(Saved entries)
• • • • • • •

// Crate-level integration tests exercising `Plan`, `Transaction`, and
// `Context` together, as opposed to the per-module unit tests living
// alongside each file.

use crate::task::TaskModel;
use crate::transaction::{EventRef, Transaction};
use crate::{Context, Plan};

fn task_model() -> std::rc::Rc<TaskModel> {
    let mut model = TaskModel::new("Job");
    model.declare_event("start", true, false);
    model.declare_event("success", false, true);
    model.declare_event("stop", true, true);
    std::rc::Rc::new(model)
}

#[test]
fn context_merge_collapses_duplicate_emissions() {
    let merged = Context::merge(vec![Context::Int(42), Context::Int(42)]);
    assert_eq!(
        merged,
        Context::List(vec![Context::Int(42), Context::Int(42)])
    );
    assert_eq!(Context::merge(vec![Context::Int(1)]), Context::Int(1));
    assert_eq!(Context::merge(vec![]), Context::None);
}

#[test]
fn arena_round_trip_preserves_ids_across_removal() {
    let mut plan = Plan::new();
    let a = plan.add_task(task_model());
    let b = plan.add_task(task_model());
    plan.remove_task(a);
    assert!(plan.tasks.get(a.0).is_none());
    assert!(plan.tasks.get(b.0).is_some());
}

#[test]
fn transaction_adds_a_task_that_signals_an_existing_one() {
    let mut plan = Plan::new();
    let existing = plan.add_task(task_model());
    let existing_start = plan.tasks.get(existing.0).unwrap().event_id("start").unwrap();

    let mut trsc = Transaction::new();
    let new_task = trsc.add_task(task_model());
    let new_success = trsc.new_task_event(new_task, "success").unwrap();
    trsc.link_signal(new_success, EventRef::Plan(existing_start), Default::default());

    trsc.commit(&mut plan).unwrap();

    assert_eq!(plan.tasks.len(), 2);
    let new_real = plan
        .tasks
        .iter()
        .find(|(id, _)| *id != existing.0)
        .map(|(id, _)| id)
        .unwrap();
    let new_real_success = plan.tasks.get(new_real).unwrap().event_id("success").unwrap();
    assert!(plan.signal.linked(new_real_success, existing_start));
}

• • • • • • •

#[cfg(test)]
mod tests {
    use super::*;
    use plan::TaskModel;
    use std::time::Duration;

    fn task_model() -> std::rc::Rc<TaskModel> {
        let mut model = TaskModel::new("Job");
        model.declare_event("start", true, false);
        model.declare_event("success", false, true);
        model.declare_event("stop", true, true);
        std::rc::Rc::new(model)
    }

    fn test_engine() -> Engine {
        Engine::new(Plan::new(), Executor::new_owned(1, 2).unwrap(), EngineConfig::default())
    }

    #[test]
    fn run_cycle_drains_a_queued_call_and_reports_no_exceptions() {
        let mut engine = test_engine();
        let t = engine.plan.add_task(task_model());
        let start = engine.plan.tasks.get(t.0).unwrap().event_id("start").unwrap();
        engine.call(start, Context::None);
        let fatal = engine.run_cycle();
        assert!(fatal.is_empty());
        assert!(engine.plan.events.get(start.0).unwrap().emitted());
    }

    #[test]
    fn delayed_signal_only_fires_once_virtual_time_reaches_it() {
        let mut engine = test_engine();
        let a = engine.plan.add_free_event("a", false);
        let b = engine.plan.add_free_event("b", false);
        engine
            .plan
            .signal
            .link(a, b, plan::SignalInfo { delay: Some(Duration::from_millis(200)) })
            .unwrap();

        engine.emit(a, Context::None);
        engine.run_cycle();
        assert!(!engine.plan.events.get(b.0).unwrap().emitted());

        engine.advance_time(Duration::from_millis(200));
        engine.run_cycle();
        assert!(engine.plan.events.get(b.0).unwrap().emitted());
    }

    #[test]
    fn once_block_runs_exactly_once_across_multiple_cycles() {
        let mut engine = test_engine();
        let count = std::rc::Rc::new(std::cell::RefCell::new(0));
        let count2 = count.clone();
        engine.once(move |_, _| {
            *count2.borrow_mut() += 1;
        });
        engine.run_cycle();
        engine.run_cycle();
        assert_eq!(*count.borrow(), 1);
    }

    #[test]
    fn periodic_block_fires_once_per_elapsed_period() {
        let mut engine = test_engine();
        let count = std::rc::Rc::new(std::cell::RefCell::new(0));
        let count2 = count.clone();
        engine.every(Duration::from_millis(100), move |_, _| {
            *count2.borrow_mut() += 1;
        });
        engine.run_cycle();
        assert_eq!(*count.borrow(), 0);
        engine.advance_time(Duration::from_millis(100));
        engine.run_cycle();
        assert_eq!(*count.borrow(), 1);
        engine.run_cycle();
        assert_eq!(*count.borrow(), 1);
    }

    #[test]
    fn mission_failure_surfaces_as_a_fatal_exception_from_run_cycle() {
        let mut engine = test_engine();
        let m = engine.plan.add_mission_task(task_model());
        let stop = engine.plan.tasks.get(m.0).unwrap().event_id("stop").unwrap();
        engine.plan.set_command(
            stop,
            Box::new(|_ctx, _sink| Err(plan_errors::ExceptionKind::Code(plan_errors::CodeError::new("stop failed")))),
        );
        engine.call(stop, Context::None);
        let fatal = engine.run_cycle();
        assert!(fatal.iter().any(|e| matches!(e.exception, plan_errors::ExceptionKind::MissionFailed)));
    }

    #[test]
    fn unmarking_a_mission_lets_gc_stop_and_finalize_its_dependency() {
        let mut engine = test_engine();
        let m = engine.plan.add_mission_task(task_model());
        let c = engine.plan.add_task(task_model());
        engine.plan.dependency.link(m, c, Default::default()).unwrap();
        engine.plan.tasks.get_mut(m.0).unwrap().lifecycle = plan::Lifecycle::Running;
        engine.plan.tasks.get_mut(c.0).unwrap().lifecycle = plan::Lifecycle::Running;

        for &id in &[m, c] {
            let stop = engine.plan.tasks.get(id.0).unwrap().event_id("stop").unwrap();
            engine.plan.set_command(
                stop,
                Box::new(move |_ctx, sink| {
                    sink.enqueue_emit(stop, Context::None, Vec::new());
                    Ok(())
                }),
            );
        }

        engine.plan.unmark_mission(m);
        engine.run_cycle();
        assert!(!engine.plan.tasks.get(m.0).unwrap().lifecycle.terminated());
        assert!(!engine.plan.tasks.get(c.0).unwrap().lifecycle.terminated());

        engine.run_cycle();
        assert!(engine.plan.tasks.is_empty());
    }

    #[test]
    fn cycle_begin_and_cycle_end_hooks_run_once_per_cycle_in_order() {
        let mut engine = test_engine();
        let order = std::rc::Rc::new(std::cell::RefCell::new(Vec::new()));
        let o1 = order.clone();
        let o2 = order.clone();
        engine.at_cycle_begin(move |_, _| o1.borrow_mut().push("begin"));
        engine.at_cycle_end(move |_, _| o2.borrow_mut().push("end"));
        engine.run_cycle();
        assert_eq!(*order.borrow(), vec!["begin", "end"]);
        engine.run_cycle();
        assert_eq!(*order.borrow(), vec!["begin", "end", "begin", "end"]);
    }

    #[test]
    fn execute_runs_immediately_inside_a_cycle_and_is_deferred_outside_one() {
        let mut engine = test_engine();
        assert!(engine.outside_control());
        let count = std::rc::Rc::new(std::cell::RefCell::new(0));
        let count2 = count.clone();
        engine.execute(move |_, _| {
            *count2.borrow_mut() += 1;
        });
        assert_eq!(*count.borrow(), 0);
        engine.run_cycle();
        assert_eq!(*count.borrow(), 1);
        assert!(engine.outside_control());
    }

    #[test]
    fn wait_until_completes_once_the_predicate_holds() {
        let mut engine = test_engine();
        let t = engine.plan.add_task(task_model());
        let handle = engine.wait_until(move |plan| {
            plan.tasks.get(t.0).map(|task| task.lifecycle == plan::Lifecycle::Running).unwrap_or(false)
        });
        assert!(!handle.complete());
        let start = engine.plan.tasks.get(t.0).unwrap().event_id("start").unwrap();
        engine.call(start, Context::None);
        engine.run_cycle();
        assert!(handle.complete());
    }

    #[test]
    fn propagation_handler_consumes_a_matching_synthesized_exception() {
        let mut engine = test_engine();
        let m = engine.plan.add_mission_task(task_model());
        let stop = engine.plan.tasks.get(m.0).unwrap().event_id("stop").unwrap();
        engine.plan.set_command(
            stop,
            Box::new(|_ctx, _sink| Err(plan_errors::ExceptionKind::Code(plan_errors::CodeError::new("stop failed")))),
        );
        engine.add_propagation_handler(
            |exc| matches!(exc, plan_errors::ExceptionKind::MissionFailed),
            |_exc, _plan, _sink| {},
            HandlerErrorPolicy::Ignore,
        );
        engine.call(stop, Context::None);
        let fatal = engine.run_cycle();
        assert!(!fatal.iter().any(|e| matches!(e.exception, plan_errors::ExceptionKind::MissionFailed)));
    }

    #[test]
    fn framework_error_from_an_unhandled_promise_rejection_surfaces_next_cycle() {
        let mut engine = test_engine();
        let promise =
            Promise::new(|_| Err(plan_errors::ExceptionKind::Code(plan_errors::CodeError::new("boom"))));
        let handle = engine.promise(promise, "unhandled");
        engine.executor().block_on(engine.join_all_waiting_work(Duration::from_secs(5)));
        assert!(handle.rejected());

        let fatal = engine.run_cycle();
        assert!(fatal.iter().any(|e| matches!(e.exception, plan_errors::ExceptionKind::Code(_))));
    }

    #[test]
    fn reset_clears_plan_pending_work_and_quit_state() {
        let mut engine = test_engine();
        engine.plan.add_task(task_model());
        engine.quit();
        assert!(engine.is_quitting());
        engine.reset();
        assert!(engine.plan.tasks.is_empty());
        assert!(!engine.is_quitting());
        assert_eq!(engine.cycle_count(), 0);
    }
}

• • • • • • •

What needs to be done >> A single number is expected: the count of lines in the entries that carry the string "trsc".

Answer below >> 5